CRISE DE IDENTIDADE SOCIAL
Hoje só uma pessoa muito mal informada
pode negar a existência de uma “crise de identidade” social. Tudo aquilo que no
passado fazia as pessoas se sentirem “idênticas” e identificadas com o ambiente
cultural em que viviam, já não tem mais o mesmo poder. Em épocas de
“consolidação cultural” (Erikson), como em tempo de paz, predomina a figura do
cidadão “pacato” e “solidamente” fiel às tradições.
Em períodos de transição cultural,
como em tempos de conquista, destaca-se a figura do “pioneiro” desbravador de
terras virgens.
A identidade do “homem moderno” condiz
muito mais com a imagem do “bandeirante” e do “pioneiro”.
Identidade é a “consciência de um
conjunto subjetivo de valores (sancionados ou não).
As virtudes do soldado e as do cidadão
conflitam entre si em muitos aspectos. Um soldado sedentário e um camponês
nômade são um contracenso in terminis.
Vivemos num mundo “em crise”, isto é, em transição. Num mundo “de passagem”.
Transição histórico-cultural, logo, obra da consciência e da vontade do homem.
O futuro, ao encontro do qual nos
encaminhamos, não é um declive por onde se pode escorregar à mercê da
fatalidade. Se houver um “amanhã” para a humanidade ele será obra da história,
isto é, do homem. Não existe em parte alguma um “paraíso” à espera das gerações
futuras. O relevo histórico é pontilhado de altos e baixos, de progresso e de
estagnação, que correspondem a outras tantas decisões ou omissões históricas da
humanidade. A identidade social se revela, portanto, na história.
À medida que alguém se envolve nos
acontecimentos e se compromete com o futuro dá a estatura de sua identidade e o
nível de sua consciência social.
A moderna crise de identidade social é
um fenômeno altamente positivo e se deve ao modo substancialmente diverso do
homem se relacionar com o mundo, provocado pela “revolução”
científico-tecnológica. Ela está apenas se esboçando. Sua evolução depende
muito do grau de consciência que a humanidade estiver disposta a investir neste
processo.
De que modo pode o desenvolvimento
técnico-científico influir de forma tão ampla e radical no ambiente
sociocultural humano?
Aqui é preciso pensar um pouco na
linha de Marx. Uma mexida no mundo das relações econômicas sempre traz consigo
uma reviravolta equivalente no campo sociocultural. O advento da máquina
modificou profundamente todo o sistema de relações sociais e políticas. O
advento da cibernética abre perspectivas praticamente imprevisíveis.

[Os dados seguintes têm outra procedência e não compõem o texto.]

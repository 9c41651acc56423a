//! Traffic entry extraction.
//!
//! Every field is optional in the wild; missing values fall back to empty
//! strings, zero sizes and zero timings rather than dropping the entry.

use lmsdiag_core::{Node, ParsedDocument};
use serde::{Deserialize, Serialize};

#[derive(Debug, Clone, Copy, PartialEq, Eq, Hash, Serialize, Deserialize)]
#[serde(rename_all = "lowercase")]
pub enum ResourceType {
    Document,
    Script,
    Stylesheet,
    Image,
    Font,
    Xhr,
    Fetch,
    Media,
    Websocket,
    Other,
}

impl ResourceType {
    /// Browser-recorded resource type (`_resourceType`).
    pub fn from_recorded(value: &str) -> Option<Self> {
        Some(match value.trim().to_lowercase().as_str() {
            "document" => ResourceType::Document,
            "script" => ResourceType::Script,
            "stylesheet" => ResourceType::Stylesheet,
            "image" => ResourceType::Image,
            "font" => ResourceType::Font,
            "xhr" => ResourceType::Xhr,
            "fetch" => ResourceType::Fetch,
            "media" => ResourceType::Media,
            "websocket" => ResourceType::Websocket,
            "" => return None,
            _ => ResourceType::Other,
        })
    }

    pub fn from_mime(mime: &str) -> Self {
        let mime = mime.to_lowercase();
        if mime.contains("html") {
            ResourceType::Document
        } else if mime.contains("javascript") || mime.contains("ecmascript") {
            ResourceType::Script
        } else if mime.contains("css") {
            ResourceType::Stylesheet
        } else if mime.starts_with("image/") {
            ResourceType::Image
        } else if mime.starts_with("font/") || mime.contains("woff") {
            ResourceType::Font
        } else if mime.contains("json") || mime.contains("xml") {
            ResourceType::Xhr
        } else if mime.starts_with("audio/") || mime.starts_with("video/") {
            ResourceType::Media
        } else {
            ResourceType::Other
        }
    }
}

#[derive(Debug, Clone, PartialEq, Eq, Serialize, Deserialize)]
pub struct Header {
    pub name: String,
    pub value: String,
}

/// Phase timings in milliseconds. Phases the capture marks as not
/// applicable (`-1`) are zero.
#[derive(Debug, Clone, Copy, Default, PartialEq, Serialize, Deserialize)]
pub struct Timings {
    pub dns: f64,
    pub connect: f64,
    pub wait: f64,
    pub receive: f64,
}

#[derive(Debug, Clone, PartialEq, Serialize, Deserialize)]
#[serde(rename_all = "camelCase")]
pub struct TrafficEntry {
    /// Position in the capture, starting at 0
    pub sequence_id: usize,
    #[serde(skip_serializing_if = "Option::is_none")]
    pub started_date_time: Option<String>,
    pub method: String,
    pub url: String,
    #[serde(skip_serializing_if = "Option::is_none")]
    pub host: Option<String>,
    pub path: String,
    /// 0 means the request never completed
    pub status: u16,
    pub status_text: String,
    pub resource_type: ResourceType,
    pub mime_type: String,
    pub content_size: u64,
    pub transfer_size: u64,
    /// Total elapsed time in milliseconds
    pub time: f64,
    pub timings: Timings,
    pub request_headers: Vec<Header>,
    pub response_headers: Vec<Header>,
    /// Cookies the response set
    pub cookies_set: usize,
    /// Transport error recorded by the browser
    #[serde(skip_serializing_if = "Option::is_none")]
    pub error: Option<String>,
}

impl TrafficEntry {
    pub fn is_script(&self) -> bool {
        self.resource_type == ResourceType::Script || ResourceType::from_mime(&self.mime_type) == ResourceType::Script
    }

    /// Transport failure or HTTP error status.
    pub fn is_error(&self) -> bool {
        self.status == 0 || self.status >= 400 || self.error.is_some()
    }

    pub fn is_success(&self) -> bool {
        (200..400).contains(&self.status) && self.error.is_none()
    }

    /// Informational 1xx answer, e.g. a WebSocket upgrade. Neither a
    /// success nor a failure.
    pub fn is_protocol_switch(&self) -> bool {
        (100..200).contains(&self.status) && self.error.is_none()
    }

    pub fn response_header(&self, name: &str) -> Option<&str> {
        self.response_headers
            .iter()
            .find(|h| h.name.eq_ignore_ascii_case(name))
            .map(|h| h.value.as_str())
    }
}

#[derive(Debug, Clone, PartialEq, Serialize, Deserialize)]
#[serde(rename_all = "camelCase")]
pub struct Page {
    #[serde(skip_serializing_if = "Option::is_none")]
    pub id: Option<String>,
    pub title: String,
    #[serde(skip_serializing_if = "Option::is_none")]
    pub started_date_time: Option<String>,
}

fn text(node: &Node, keys: &[&str]) -> String {
    node.path(keys).and_then(Node::text).unwrap_or_default().to_string()
}

fn number(node: &Node, keys: &[&str]) -> Option<f64> {
    node.path(keys).and_then(Node::as_f64).filter(|n| n.is_finite())
}

fn non_negative(node: &Node, keys: &[&str]) -> f64 {
    number(node, keys).filter(|n| *n >= 0.0).unwrap_or(0.0)
}

fn list<'a>(node: &'a Node, parent: &[&str], key: &str) -> &'a [Node] {
    node.path(parent).map(|p| p.children(key)).unwrap_or(&[])
}

fn headers(node: &Node, parent: &str) -> Vec<Header> {
    list(node, &[parent], "headers")
        .iter()
        .filter(|h| h.is_map())
        .map(|h| Header {
            name: text(h, &["name"]),
            value: text(h, &["value"]),
        })
        .collect()
}

fn split_url(url: &str) -> (Option<String>, String) {
    match url::Url::parse(url) {
        Ok(parsed) => (
            parsed.host_str().map(str::to_lowercase),
            parsed.path().to_string(),
        ),
        Err(_) => (None, url.split(['?', '#']).next().unwrap_or_default().to_string()),
    }
}

fn entry(node: &Node, sequence_id: usize) -> TrafficEntry {
    let url = text(node, &["request", "url"]);
    let (host, path) = split_url(&url);
    let mime_type = text(node, &["response", "content", "mimeType"]);

    let resource_type = node
        .get("_resourceType")
        .and_then(Node::text)
        .and_then(ResourceType::from_recorded)
        .unwrap_or_else(|| ResourceType::from_mime(&mime_type));

    let status = number(node, &["response", "status"])
        .filter(|s| *s >= 0.0)
        .map(|s| s.min(u16::MAX as f64) as u16)
        .unwrap_or(0);

    let transfer_size = number(node, &["response", "_transferSize"])
        .filter(|n| *n >= 0.0)
        .or_else(|| {
            let header_bytes = number(node, &["response", "headersSize"])?;
            let body_bytes = number(node, &["response", "bodySize"])?;
            (header_bytes >= 0.0 && body_bytes >= 0.0).then_some(header_bytes + body_bytes)
        })
        .unwrap_or(0.0) as u64;

    let response_headers = headers(node, "response");
    let cookie_headers = response_headers
        .iter()
        .filter(|h| h.name.eq_ignore_ascii_case("set-cookie"))
        .count();
    let cookie_list = list(node, &["response"], "cookies")
        .iter()
        .filter(|n| n.is_map())
        .count();

    let error = node
        .path(&["response", "_error"])
        .or_else(|| node.get("_error"))
        .and_then(Node::text)
        .map(str::trim)
        .filter(|e| !e.is_empty())
        .map(str::to_string);

    TrafficEntry {
        sequence_id,
        started_date_time: node.get("startedDateTime").and_then(Node::text).map(str::to_string),
        method: text(node, &["request", "method"]).to_uppercase(),
        url,
        host,
        path,
        status,
        status_text: text(node, &["response", "statusText"]),
        resource_type,
        mime_type,
        content_size: non_negative(node, &["response", "content", "size"]) as u64,
        transfer_size,
        time: non_negative(node, &["time"]),
        timings: Timings {
            dns: non_negative(node, &["timings", "dns"]),
            connect: non_negative(node, &["timings", "connect"]),
            wait: non_negative(node, &["timings", "wait"]),
            receive: non_negative(node, &["timings", "receive"]),
        },
        request_headers: headers(node, "request"),
        response_headers,
        cookies_set: cookie_headers.max(cookie_list),
        error,
    }
}

/// Entries in capture order.
pub fn extract_entries(doc: &ParsedDocument) -> Vec<TrafficEntry> {
    list(doc.root(), &["log"], "entries")
        .iter()
        .filter(|n| n.is_map())
        .enumerate()
        .map(|(i, n)| entry(n, i))
        .collect()
}

pub fn extract_pages(doc: &ParsedDocument) -> Vec<Page> {
    list(doc.root(), &["log"], "pages")
        .iter()
        .filter(|n| n.is_map())
        .map(|p| Page {
            id: p.get("id").and_then(Node::text).map(str::to_string),
            title: text(p, &["title"]),
            started_date_time: p.get("startedDateTime").and_then(Node::text).map(str::to_string),
        })
        .collect()
}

Quando o trabalho deixar de ser
atividade nobre; quando o tempo deixar de valer dinheiro, muita coisa na vida
diária das pessoas vai mudar.
Na medida em que o “tempo econômico”
(produção – consumo) for substituído pelo “tempo social”, surgirão problemas
éticos com que por ora ninguém se preocupa. Surgirão também oportunidades e
formas de relacionamento social com que ainda não é possível sonhar. O reflexo
de todas estas modificações sobre a “consciência de identidade” do cidadão
médio do ano 2.100 é difícil de adivinhar, mas certamente será mais profundo
que se possa pensar a partir do pequeno ângulo de visão de hoje.

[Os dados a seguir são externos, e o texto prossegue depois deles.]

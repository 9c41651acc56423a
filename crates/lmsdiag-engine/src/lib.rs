//! LMS Diagnostics Engine: entry points and report assembly
//!
//! Routes raw input to the right analyzer and assembles the report.
//!
//! # Pipeline Flow
//!
//! ```text
//! RawArchive ─┬─ container ─→ unpack → analyze (per member) → merge → classify → assemble
//!             ├─ markup ────→ parse → validate → extract → resolve → classify → assemble
//!             └─ json ──────→ parse → extract → classify (rule chain) → assemble
//! ```
//!
//! # Example
//!
//! ```
//! use lmsdiag_core::RawArchive;
//! use lmsdiag_engine::{analyze, AnalysisOptions};
//!
//! let raw = RawArchive::sniff(br#"{"log":{"entries":[]}}"#.to_vec()).unwrap();
//! let report = analyze(&raw, &AnalysisOptions::default()).unwrap();
//! assert_eq!(report.kind(), "traffic");
//! ```

pub mod assessment;
pub mod logging;
pub mod options;
pub mod report;
pub mod traffic;

pub use assessment::analyze_package_async;
pub use options::AnalysisOptions;
pub use report::{AssessmentReport, ErrorSample, FileSummary, Report, ReportHeader, TrafficReport};

use lmsdiag_core::{load_path, AnalysisContext, DiagError, DocumentKind, RawArchive, Result};
use std::path::Path;

/// Analyze any supported input.
pub fn analyze(raw: &RawArchive, options: &AnalysisOptions) -> Result<Report> {
    match raw {
        RawArchive::Container { bytes } => assessment::analyze_package(bytes, options),
        RawArchive::Document {
            bytes,
            kind: DocumentKind::Json,
        } => traffic::analyze_capture(bytes, options),
        RawArchive::Document { bytes, .. } => Ok(assessment::analyze_document(bytes, options)),
    }
}

/// Analyze a multi-file assessment container.
pub fn analyze_package(raw: &RawArchive, options: &AnalysisOptions) -> Result<Report> {
    match raw {
        RawArchive::Container { bytes } => assessment::analyze_package(bytes, options),
        RawArchive::Document { .. } => Err(DiagError::Extraction(
            "input is a single document, not a container".to_string(),
        )),
    }
}

/// Load a file and analyze it. Containers fan out one task per member.
pub async fn analyze_path(path: impl AsRef<Path>, options: &AnalysisOptions) -> Result<Report> {
    let path = path.as_ref();
    let raw = load_path(path).await?;

    let mut options = options.clone();
    if options.context.source_name.is_none() {
        let name = path
            .file_name()
            .map(|n| n.to_string_lossy().into_owned())
            .unwrap_or_else(|| path.display().to_string());
        options.context = AnalysisContext {
            source_name: Some(name),
            ..options.context
        };
    }

    match raw {
        RawArchive::Container { bytes } => analyze_package_async(bytes, &options).await,
        document => analyze(&document, &options),
    }
}
//! API Handlers
use crate::metrics::ApiMetrics;
use axum::{
    body::Bytes,
    extract::{Query, State},
    http::{HeaderMap, StatusCode},
    response::{IntoResponse, Response},
    Json,
};
use lmsdiag_core::{AnalysisContext, DiagError, DocumentKind, RawArchive, ENGINE_VERSION};
use lmsdiag_engine::{analyze_package_async, AnalysisOptions, Report};
use lmsdiag_quality::CompatibilityProfile;
use serde::Deserialize;
use serde_json::{json, Value};
use std::sync::Arc;
use std::time::Instant;

/// Optional header carrying the file name the host picked
pub const SOURCE_HEADER: &str = "x-lmsdiag-source";

#[derive(Clone)]
pub struct AppState {
    pub options: Arc<AnalysisOptions>,
    pub metrics: Arc<ApiMetrics>,
}

impl AppState {
    pub fn new(options: AnalysisOptions) -> Result<Self, prometheus::Error> {
        Ok(Self {
            options: Arc::new(options),
            metrics: Arc::new(ApiMetrics::new()?),
        })
    }
}

#[derive(Debug, Default, Deserialize)]
pub struct AnalyzeParams {
    /// Compatibility preset for this request
    pub target: Option<String>,
}

#[derive(Debug)]
pub enum ApiError {
    Analysis(DiagError),
    UnsupportedMedia(String),
    Internal(String),
}

impl From<DiagError> for ApiError {
    fn from(e: DiagError) -> Self {
        ApiError::Analysis(e)
    }
}

impl ApiError {
    pub fn status(&self) -> StatusCode {
        match self {
            ApiError::Analysis(DiagError::UnsupportedContainer(_)) | ApiError::UnsupportedMedia(_) => {
                StatusCode::UNSUPPORTED_MEDIA_TYPE
            }
            ApiError::Analysis(DiagError::NoUsableContent(_) | DiagError::Extraction(_)) => {
                StatusCode::UNPROCESSABLE_ENTITY
            }
            ApiError::Analysis(DiagError::Config(_) | DiagError::Io(_)) | ApiError::Internal(_) => {
                StatusCode::INTERNAL_SERVER_ERROR
            }
        }
    }

    pub fn code(&self) -> &'static str {
        match self {
            ApiError::Analysis(e) => e.code(),
            ApiError::UnsupportedMedia(_) => "unsupported_media",
            ApiError::Internal(_) => "internal",
        }
    }
}

impl IntoResponse for ApiError {
    fn into_response(self) -> Response {
        let message = match &self {
            ApiError::Analysis(e) => e.to_string(),
            ApiError::UnsupportedMedia(m) | ApiError::Internal(m) => m.clone(),
        };
        tracing::warn!(code = self.code(), error = %message, "analysis request failed");
        (self.status(), Json(json!({ "error": message, "code": self.code() }))).into_response()
    }
}

#[derive(Debug, Clone, Copy)]
enum Expect {
    Any,
    Capture,
    Package,
}

fn options_for(state: &AppState, params: &AnalyzeParams, headers: &HeaderMap) -> AnalysisOptions {
    let context = match headers.get(SOURCE_HEADER).and_then(|v| v.to_str().ok()) {
        Some(name) if !name.trim().is_empty() => AnalysisContext::named(name.trim()),
        _ => AnalysisContext::new(),
    };
    let options = state.options.as_ref().clone().with_context(context);
    match &params.target {
        Some(target) => AnalysisOptions {
            profile: None,
            ..options.with_target(target.clone())
        },
        None => options,
    }
}

async fn analyze_body(
    state: &AppState,
    params: &AnalyzeParams,
    headers: &HeaderMap,
    body: Bytes,
    expect: Expect,
) -> Result<Report, ApiError> {
    let raw = RawArchive::sniff(body.to_vec())?;
    match (expect, &raw) {
        (Expect::Any, _)
        | (Expect::Package, RawArchive::Container { .. })
        | (Expect::Capture, RawArchive::Document { kind: DocumentKind::Json, .. }) => {}
        (Expect::Capture, _) => {
            return Err(ApiError::UnsupportedMedia("expected a JSON traffic capture".to_string()))
        }
        (Expect::Package, _) => {
            return Err(ApiError::UnsupportedMedia("expected a zip container".to_string()))
        }
    }

    let options = options_for(state, params, headers);
    match raw {
        RawArchive::Container { bytes } => Ok(analyze_package_async(bytes, &options).await?),
        document => {
            let report = tokio::task::spawn_blocking(move || lmsdiag_engine::analyze(&document, &options))
                .await
                .map_err(|e| ApiError::Internal(format!("analysis task failed: {e}")))??;
            Ok(report)
        }
    }
}

async fn serve(
    state: AppState,
    params: AnalyzeParams,
    headers: HeaderMap,
    body: Bytes,
    expect: Expect,
) -> Result<Json<Report>, ApiError> {
    let started = Instant::now();
    let result = analyze_body(&state, &params, &headers, body, expect).await;
    let (kind, outcome) = match &result {
        Ok(report) => (report.kind(), "ok"),
        Err(e) => ("unknown", e.code()),
    };
    state.metrics.observe(kind, outcome, started.elapsed().as_secs_f64());
    result.map(Json)
}

pub async fn analyze(
    State(state): State<AppState>,
    Query(params): Query<AnalyzeParams>,
    headers: HeaderMap,
    body: Bytes,
) -> Result<Json<Report>, ApiError> {
    serve(state, params, headers, body, Expect::Any).await
}

pub async fn analyze_har(
    State(state): State<AppState>,
    Query(params): Query<AnalyzeParams>,
    headers: HeaderMap,
    body: Bytes,
) -> Result<Json<Report>, ApiError> {
    serve(state, params, headers, body, Expect::Capture).await
}

pub async fn analyze_package(
    State(state): State<AppState>,
    Query(params): Query<AnalyzeParams>,
    headers: HeaderMap,
    body: Bytes,
) -> Result<Json<Report>, ApiError> {
    serve(state, params, headers, body, Expect::Package).await
}

pub async fn list_profiles(State(state): State<AppState>) -> Json<Value> {
    let presets: Vec<CompatibilityProfile> = CompatibilityProfile::targets()
        .iter()
        .map(|t| CompatibilityProfile::for_target(t))
        .collect();
    Json(json!({
        "default": state.options.compatibility_profile().target,
        "profiles": presets,
    }))
}

pub async fn health() -> (StatusCode, Json<Value>) {
    (StatusCode::OK, Json(json!({ "status": "ok", "version": ENGINE_VERSION })))
}

pub async fn metrics(State(state): State<AppState>) -> Result<String, ApiError> {
    state
        .metrics
        .encode()
        .map_err(|e| ApiError::Internal(format!("metrics encoding failed: {e}")))
}
//! LMS Diagnostics Quality: assessment compatibility evaluation
//!
//! Scores extracted assessment content against a compatibility profile
//! for an import target (classic vs new quizzes).
//!
//! # Example
//!
//! ```ignore
//! use lmsdiag_quality::{CompatibilityGate, AssessmentInput};
//!
//! let gate = CompatibilityGate::for_target("canvas_classic");
//! let report = gate.evaluate(&AssessmentInput {
//!     format_version: analysis.format_version,
//!     questions: &analysis.questions,
//!     references: &analysis.references,
//!     errors: &analysis.validation.errors,
//!     failed_files: &analysis.failed_files,
//! });
//! println!("score: {} compatible: {}", report.score, report.compatible);
//! ```

pub mod gate;
pub mod metrics;
pub mod profile;

pub use gate::{
    score_for, AssessmentInput, CompatibilityGate, CompatibilityReport, Finding, FindingKind,
    Severity, MAX_SCORE,
};
pub use metrics::{AssessmentMetrics, ReferenceMetrics};
pub use profile::{CompatibilityProfile, PenaltyTable};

Como é que as pessoas irão se sentir
num mundo com tanto “tempo livre”? Num
mundo em que o computador toma o lugar da memória, da inteligência, das
bibliotecas e dos arquivos? É difícil imaginar. Nosso atarefado “homem de
negócios” certamente morreria de tédio se tivesse que viver nele. Como se pode
ver facilmente será necessário não só modificar a estrutura interna das
pessoas, mas todo o sistema éticossocial.
À ideologia do “trabalho produtivo”
será preciso opor outra. O progresso terá que passar a ter outra conotação. A
ideologia “desenvolvimentista” terá que ser relegada à penumbra venerável de
algum hipotético “museu ideológico”. A maior parte da humanidade ainda está às
voltas com problemas de sobrevivência pura e simples. É evidente que neste caso
o econômico prevaleça sobre todos os demais aspectos da vida.